Assignment:
Among the lines of this material, find those holding the word "Forget" and report how many there are, with nothing added.

Source records:

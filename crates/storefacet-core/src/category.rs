#![forbid(unsafe_code)]

//! Category taxonomy: a flat two-level tree with selection-derived expansion.
//!
//! The sidebar shows top-level categories in display order; a top-level
//! entry may carry an ordered list of child categories. Whether a parent's
//! child list is open is *derived* from the current selection, with a
//! manual caret override that only matters while the parent subtree is
//! fully unselected.
//!
//! # Example
//!
//! ```
//! use storefacet_core::category::{CategoryId, CategoryTree};
//!
//! let tree = CategoryTree::new()
//!     .branch(7, [8, 9])
//!     .leaf(12);
//!
//! assert!(tree.is_parent(CategoryId::new(7)));
//! assert_eq!(tree.parent_of(CategoryId::new(9)), Some(CategoryId::new(7)));
//! assert!(!tree.is_parent(CategoryId::new(12)));
//! ```

use std::collections::{BTreeMap, BTreeSet};

/// Identifier of a product category (a WordPress term id).
#[derive(Debug, Clone, Copy, PartialEq, Eq, PartialOrd, Ord, Hash)]
#[cfg_attr(feature = "serde", derive(serde::Serialize, serde::Deserialize))]
#[cfg_attr(feature = "serde", serde(transparent))]
pub struct CategoryId(u32);

impl CategoryId {
    /// Create an id from its raw term id.
    #[must_use]
    pub const fn new(raw: u32) -> Self {
        Self(raw)
    }

    /// The raw term id.
    #[must_use]
    pub const fn get(self) -> u32 {
        self.0
    }
}

impl From<u32> for CategoryId {
    fn from(raw: u32) -> Self {
        Self(raw)
    }
}

impl std::fmt::Display for CategoryId {
    fn fmt(&self, f: &mut std::fmt::Formatter<'_>) -> std::fmt::Result {
        write!(f, "{}", self.0)
    }
}

/// One top-level sidebar entry and its (possibly empty) child list.
#[derive(Debug, Clone)]
struct TopLevel {
    id: CategoryId,
    children: Vec<CategoryId>,
}

/// The flat two-level category taxonomy shown in the shop sidebar.
///
/// Built once from server-rendered markup and treated as immutable
/// afterwards. Ids are unique across the whole tree; an id that is
/// already known is silently skipped on insert.
#[derive(Debug, Clone, Default)]
pub struct CategoryTree {
    top: Vec<TopLevel>,
    parent_of: BTreeMap<CategoryId, CategoryId>,
    known: BTreeSet<CategoryId>,
}

impl CategoryTree {
    /// Create an empty taxonomy.
    #[must_use]
    pub fn new() -> Self {
        Self::default()
    }

    /// Add a top-level category without children.
    #[must_use]
    pub fn leaf(mut self, id: impl Into<CategoryId>) -> Self {
        let id = id.into();
        if self.known.insert(id) {
            self.top.push(TopLevel {
                id,
                children: Vec::new(),
            });
        }
        self
    }

    /// Add a top-level category with the given children, in display order.
    #[must_use]
    pub fn branch(
        mut self,
        id: impl Into<CategoryId>,
        children: impl IntoIterator<Item = impl Into<CategoryId>>,
    ) -> Self {
        let id = id.into();
        if !self.known.insert(id) {
            return self;
        }
        let mut kept = Vec::new();
        for child in children {
            let child = child.into();
            if self.known.insert(child) {
                self.parent_of.insert(child, id);
                kept.push(child);
            }
        }
        self.top.push(TopLevel { id, children: kept });
        self
    }

    /// Whether `id` exists anywhere in the taxonomy.
    #[must_use]
    pub fn contains(&self, id: CategoryId) -> bool {
        self.known.contains(&id)
    }

    /// Whether `id` is a top-level category with at least one child.
    #[must_use]
    pub fn is_parent(&self, id: CategoryId) -> bool {
        self.top
            .iter()
            .any(|t| t.id == id && !t.children.is_empty())
    }

    /// The parent of `id`, if it is a child category.
    #[must_use]
    pub fn parent_of(&self, id: CategoryId) -> Option<CategoryId> {
        self.parent_of.get(&id).copied()
    }

    /// The children of `id`, in display order. Empty for leaves and
    /// unknown ids.
    #[must_use]
    pub fn children_of(&self, id: CategoryId) -> &[CategoryId] {
        self.top
            .iter()
            .find(|t| t.id == id)
            .map_or(&[], |t| t.children.as_slice())
    }

    /// Top-level categories in display order.
    pub fn top_level(&self) -> impl Iterator<Item = CategoryId> + '_ {
        self.top.iter().map(|t| t.id)
    }

    /// Total number of known categories.
    #[must_use]
    pub fn len(&self) -> usize {
        self.known.len()
    }

    /// Whether the taxonomy is empty.
    #[must_use]
    pub fn is_empty(&self) -> bool {
        self.known.is_empty()
    }

    /// Drop ids not present in the taxonomy from `selection`.
    pub fn retain_known(&self, selection: &mut BTreeSet<CategoryId>) {
        selection.retain(|id| self.known.contains(id));
    }

    /// Whether `parent`'s child list is shown, given the current selection
    /// and manual caret overrides.
    ///
    /// Selection wins: a parent that is itself selected, or has at least
    /// one selected child, is always open. A manual open applies only
    /// while the parent subtree is fully unselected; a manual close never
    /// beats the selection.
    #[must_use]
    pub fn is_expanded(
        &self,
        parent: CategoryId,
        selection: &BTreeSet<CategoryId>,
        overlay: &Expansion,
    ) -> bool {
        if selection.contains(&parent) {
            return true;
        }
        if self
            .children_of(parent)
            .iter()
            .any(|c| selection.contains(c))
        {
            return true;
        }
        overlay.manual(parent) == Some(true)
    }
}

/// Manual open/close overrides recorded from caret clicks.
///
/// An entry is cleared whenever the selection state of the parent or one
/// of its children changes, so the derived policy takes over again.
#[derive(Debug, Clone, Default)]
pub struct Expansion {
    manual: BTreeMap<CategoryId, bool>,
}

impl Expansion {
    /// Create an empty overlay.
    #[must_use]
    pub fn new() -> Self {
        Self::default()
    }

    /// Record a manual open (`true`) or close (`false`) for `parent`.
    pub fn set_manual(&mut self, parent: CategoryId, open: bool) {
        self.manual.insert(parent, open);
    }

    /// Forget any manual override for `parent`.
    pub fn clear_manual(&mut self, parent: CategoryId) {
        self.manual.remove(&parent);
    }

    /// The manual override for `parent`, if one is recorded.
    #[must_use]
    pub fn manual(&self, parent: CategoryId) -> Option<bool> {
        self.manual.get(&parent).copied()
    }

    /// Forget all manual overrides.
    pub fn clear(&mut self) {
        self.manual.clear();
    }
}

Exercise output:
2